The California Supreme Court made clear in Aerojet that, provided an insured can establish that a particular fee or expense meets the definition of a “defense cost,” it is irrelevant that the fee or expense also serves some dual purpose. So in Aerojet, it was held that site investigation expenses may qualify as defense costs even though they may also have been response costs under CERCLA. Id.see also Barratt American, Inc. v. Transcontinental Ins. Co., 102 Cal. App. 4th 848, 860 (2002) (expenses incurred by an insured to perform repair work on homes might qualify as recoverable defense costs provided they met the Aerojet criteria).

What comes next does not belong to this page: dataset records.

//! Bytecode generation for one code unit at a time.
//!
//! Jumps inside a unit are emitted with a zero offset and patched once the
//! target is known. Calls to other units are left as fixups for the linker.
use std::collections::HashMap;
use std::rc::Rc;

use crate::ast::{FunctionSignature, Program, Unit, UnitKind};
use crate::bytecode::{conditional_branch, jump, BinaryOp, Opcode, RET, STOP};
use crate::config::CompilerOptions;
use crate::error::{CompileError, CompileRes, InternalError, SemanticError, Span};
use crate::language::Language;
use crate::target::NodeDescription;

mod expr;
mod statement;

/// A jump that cannot reach its target; the caller adds the position.
fn too_far() -> CompileError {
    CompileError::new(SemanticError::CodeTooLarge.into())
}

/// Word buffer of a unit under construction.
#[derive(Debug, Default)]
pub struct CodeBuffer {
    words: Vec<u16>,
}

impl CodeBuffer {
    #[inline]
    pub fn push(&mut self, word: u16) {
        self.words.push(word);
    }
    pub fn extend(&mut self, words: impl IntoIterator<Item = u16>) {
        self.words.extend(words);
    }
    /// Address of the next word.
    #[inline]
    pub fn here(&self) -> usize {
        self.words.len()
    }
    pub fn release(self) -> Vec<u16> {
        self.words
    }

    /// Emits a jump to be patched later and returns its address.
    pub fn jump_placeholder(&mut self) -> usize {
        let at = self.here();
        self.push(jump(0));
        at
    }
    pub fn branch_placeholder(&mut self, op: BinaryOp, when: bool) -> usize {
        let at = self.here();
        self.extend(conditional_branch(op, when));
        at
    }
    pub fn jump_to(&mut self, target: usize) -> CompileRes<()> {
        let at = self.jump_placeholder();
        self.patch_jump(at, target)
    }

    pub fn patch_jump(&mut self, at: usize, target: usize) -> CompileRes<()> {
        let offset = target as i64 - at as i64;
        if !(-0x800..0x800).contains(&offset) {
            return Err(too_far());
        }
        self.words[at] = jump(offset as i16);
        Ok(())
    }
    pub fn patch_branch(&mut self, at: usize, target: usize) -> CompileRes<()> {
        let offset = target as i64 - at as i64;
        if !(i64::from(i16::MIN)..=i64::from(i16::MAX)).contains(&offset) {
            return Err(too_far());
        }
        self.words[at + 1] = offset as i16 as u16;
        Ok(())
    }
    /// Patches a jump or a conditional branch, whichever sits at `at`.
    pub fn patch(&mut self, at: usize, target: usize) -> CompileRes<()> {
        match Opcode::from_word(self.words[at]) {
            Some(Opcode::ConditionalBranch) => self.patch_branch(at, target),
            _ => self.patch_jump(at, target),
        }
    }
}

/// Call to a subroutine or function, resolved by the linker.
#[derive(Debug, Clone, PartialEq, Eq)]
pub struct CallFixup {
    pub at: usize,
    pub name: String,
    pub span: Span,
}

/// What a unit is reached by.
#[derive(Debug, Clone, PartialEq, Eq)]
pub enum Entry {
    Init,
    Event(String),
    Callable(String),
}

#[derive(Debug, Clone, PartialEq)]
pub struct UnitCode {
    pub entry: Entry,
    pub span: Span,
    pub code: Vec<u16>,
    pub calls: Vec<CallFixup>,
    /// Statement start positions, relative to the unit
    pub source_map: Vec<(Span, usize)>,
}

/// Watermark allocator for per-statement temporaries, growing down from
/// `top` towards the declared variables.
#[derive(Debug)]
struct Temps {
    top: usize,
    next: usize,
    floor: usize,
}

impl Temps {
    fn alloc(&mut self, n: usize, span: Span) -> CompileRes<usize> {
        if self.next < self.floor + n {
            return Err(CompileError::semantic(SemanticError::OutOfMemory, span));
        }
        self.next -= n;
        Ok(self.next)
    }
    fn reset(&mut self) {
        self.next = self.top;
    }
    /// Slots handed out since the last reset.
    fn live(&self) -> std::ops::Range<usize> {
        self.next..self.top
    }
}

#[derive(Debug, Clone, Copy, PartialEq, Eq)]
enum FlowKind {
    Break,
    Continue,
}

/// A loop or switch whose exits are still being collected.
#[derive(Debug)]
struct Flow {
    label: Option<String>,
    is_switch: bool,
    breaks: Vec<usize>,
    continues: Vec<usize>,
}

/// Generation state of one unit.
pub struct CodegenContext<'a> {
    node: &'a NodeDescription,
    options: &'a CompilerOptions,
    module_size: usize,
    buf: CodeBuffer,
    calls: Vec<CallFixup>,
    source_map: Vec<(Span, usize)>,
    temps: Temps,
    flows: Vec<Flow>,
    labels: HashMap<String, usize>,
    gotos: Vec<(usize, String, Span)>,
    /// Signature and frame size of the function being generated
    function: Option<(Rc<FunctionSignature>, usize)>,
    /// `ret` for callable units, `stop` otherwise
    exit: u16,
    /// Statement being generated, for errors without a better position
    span: Span,
}

/// Generates every unit of the program.
pub fn generate(
    program: &Program,
    node: &NodeDescription,
    options: &CompilerOptions,
) -> CompileRes<Vec<UnitCode>> {
    program
        .units
        .iter()
        .map(|unit| CodegenContext::new(node, options, program.module_size, unit).unit(unit))
        .collect()
}

impl<'a> CodegenContext<'a> {
    fn new(
        node: &'a NodeDescription,
        options: &'a CompilerOptions,
        module_size: usize,
        unit: &Unit,
    ) -> Self {
        let top = match options.language {
            Language::L2 => node.return_value_offset(),
            Language::Simple => node.max_var_size,
        };
        let function = match &unit.kind {
            UnitKind::Function {
                signature: Some(sig),
                ..
            } => Some((Rc::clone(sig), unit.frame_size)),
            _ => None,
        };
        Self {
            node,
            options,
            module_size,
            buf: CodeBuffer::default(),
            calls: Vec::new(),
            source_map: Vec::new(),
            temps: Temps {
                top,
                next: top,
                floor: module_size,
            },
            flows: Vec::new(),
            labels: HashMap::new(),
            gotos: Vec::new(),
            function,
            exit: if unit.kind.is_callable() { RET } else { STOP },
            span: unit.span,
        }
    }

    fn unit(mut self, unit: &Unit) -> CompileRes<UnitCode> {
        self.block(&unit.body)?;
        let entry = match &unit.kind {
            UnitKind::Init => Entry::Init,
            UnitKind::OnEvent(name) => Entry::Event(name.clone()),
            UnitKind::Sub(name) => Entry::Callable(name.clone()),
            UnitKind::Function { decl, .. } => Entry::Callable(decl.name.clone()),
        };
        self.buf.push(self.exit);
        for (at, label, span) in std::mem::take(&mut self.gotos) {
            let target = self.labels.get(&label).copied().ok_or_else(|| {
                let name = label.split('@').next().unwrap_or(&label).to_string();
                CompileError::semantic(SemanticError::UnknownLabel(name), span)
            })?;
            self.buf.patch_jump(at, target).map_err(|e| e.at(span))?;
        }
        if !self.flows.is_empty() {
            return Err(CompileError::internal(InternalError::UnresolvedJumps));
        }
        tracing::trace!(
            target: "codegen",
            "unit {:?}: {} words, {} calls",
            entry,
            self.buf.here(),
            self.calls.len()
        );
        Ok(UnitCode {
            entry,
            span: unit.span,
            code: self.buf.release(),
            calls: self.calls,
            source_map: self.source_map,
        })
    }

    fn return_slot(&self) -> u16 {
        self.node.return_value_offset() as u16
    }
    fn frame_pointer(&self) -> u16 {
        self.node.frame_offset() as u16
    }
    fn max_var_size(&self) -> u16 {
        self.node.max_var_size as u16
    }

    /// Operand of a direct load or store.
    fn address(&self, addr: usize) -> CompileRes<u16> {
        if addr >= 0x1000 || addr >= self.node.max_var_size {
            return Err(CompileError::semantic(SemanticError::OutOfMemory, self.span));
        }
        Ok(addr as u16)
    }

    fn temp(&mut self, n: usize) -> CompileRes<usize> {
        self.temps.alloc(n, self.span)
    }
}

#[cfg(test)]
mod tests {
    use super::*;

    #[test]
    fn jumps_are_patched_relative_to_themselves() {
        let mut buf = CodeBuffer::default();
        let at = buf.jump_placeholder();
        buf.push(0x1001);
        buf.push(0x1002);
        buf.patch(at, 3).unwrap();
        assert_eq!(buf.release()[0], 0x9003);

        let mut buf = CodeBuffer::default();
        buf.push(0x1001);
        let at = buf.branch_placeholder(BinaryOp::Ne, false);
        buf.jump_to(0).unwrap();
        buf.patch(at, 4).unwrap();
        assert_eq!(buf.release(), vec![0x1001, 0xa00b, 3, 0x9ffd]);
    }

    #[test]
    fn far_jumps_are_rejected() {
        let mut buf = CodeBuffer::default();
        let at = buf.jump_placeholder();
        let err = buf.patch_jump(at, 0x800).unwrap_err();
        assert_eq!(
            err.kind,
            crate::error::CompileErrorKind::Semantic(SemanticError::CodeTooLarge)
        );
        assert!(buf.patch_jump(at, 0x7ff).is_ok());
    }

    #[test]
    fn temporaries_grow_down_and_reset() {
        let mut temps = Temps {
            top: 100,
            next: 100,
            floor: 90,
        };
        assert_eq!(temps.alloc(4, Span::new(0)).unwrap(), 96);
        assert_eq!(temps.alloc(6, Span::new(0)).unwrap(), 90);
        assert!(temps.alloc(1, Span::new(0)).is_err());
        temps.reset();
        assert_eq!(temps.alloc(1, Span::new(0)).unwrap(), 99);
    }
}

This rule that defense expenses may serve some dual purpose applies to fees and costs which do “double duty” as both defense and prosecution expenses. Provided such fees and costs are “reasonable and necessary” to the insured’s defense, then the insurer must pay them as defense expenses, and this is true even though they may also benefit the prosecution of the insured’s affirmative claims. See State v. Pacific Indemn. Co., 63 Cal. App. 4th 1535, 1548-49 (1998) (defense costs included tasks involved in prosecuting that were inextricably linked to those involved in defending counterclaims); KLA-Tencor Corp. v. Travelers Indemn. Co., 2004 U.S. Dist. LEXIS 15376 *23 (N.D. Cal. August 4, 2004) (acknowledging that the defense of a disparagement lawsuit might encompass the prosecution of a separate patent lawsuit);Adobe Systems, Inc. v. St. Paul Fire & Marine Ins. Co., 2007 U.S. Dist. LEXIS 83648, *27 (N.D. Cal. November 5, 2007) (“even though an insured initiates a lawsuit, that fact does not automatically preclude coverage for defense-type legal fees and expenses where the insured is resisting a contention of liability for damages.”); Larkin v. ITT Hartford, 1999 U.S. Dist. LEXIS 9960, *20 (N.D. Cal. June 29, 1999) (recognizing that attorney’s fees in prosecuting a lawsuit may have been reasonable and necessary to the insured’s defense of a separate action); United Coastal Ins. Co. v. Strategic Organizational Systems Int’l, Inc., 1992 U.S. App. LEXIS 11621, *18 (9th Cir. May 13, 1992) (explaining that, where insurer had a duty to defend one lawsuit but not others and “[s]ome expenses . . . overlap between the three lawsuits,” insurer was not prejudiced by paying for these overlapping costs because “the mere fortuity that the same defense measure proved of use in another lawsuit does not by itself relieve [insurer] of its duty to pay”); Ultra Coachbuilders, Inc. v. General Security Ins. Co., 229 F. Supp. 2d 284, 289 (S.D.N.Y., 2002) (fees incurred in asserting counterclaims “intextricably intertwined” with the defense) (applying California law);3-17 New Appleman on Insurance Law Library Edition § 17.07 (“Reimbursable defense fees incurred to minimize or eliminate liability may include the cost of . . . prosecuting cross-claims . . .”).

3. Aerojet’s “Double Duty” Rule Is Consistent With Other Apportionment Rules

Aerojet’s “double duty” rule means that a liability insurer cannot water down its contractual duty to defend simply because some collateral advantage is conferred on the insured, such as aiding the prosecution of the insured’s affirmative claims. This rule parallels other common law rules of apportionment applicable in other contexts. See e.g., Reynolds Metals Co. v. Alperson, 25 Cal.3d 124, 129-130 (1979) (“Attorney’s fees need not be apportioned when incurred for representation on an issue common to both a cause of action in which fees are proper and one in which they are not allowed.”).

Therefore, when confronted with the refrain “the duty to defend does not encompass prosecution costs,” policyholders should be mindful of the California Supreme Court’s decision in Aerojet, as well as the other authorities cited above. Provided that the fees and costs satisfy California law’s definition of “defense costs,” then an insurer owing a duty to defend must pay them. This is true even when such fees and costs also do “double duty” as prosecution costs.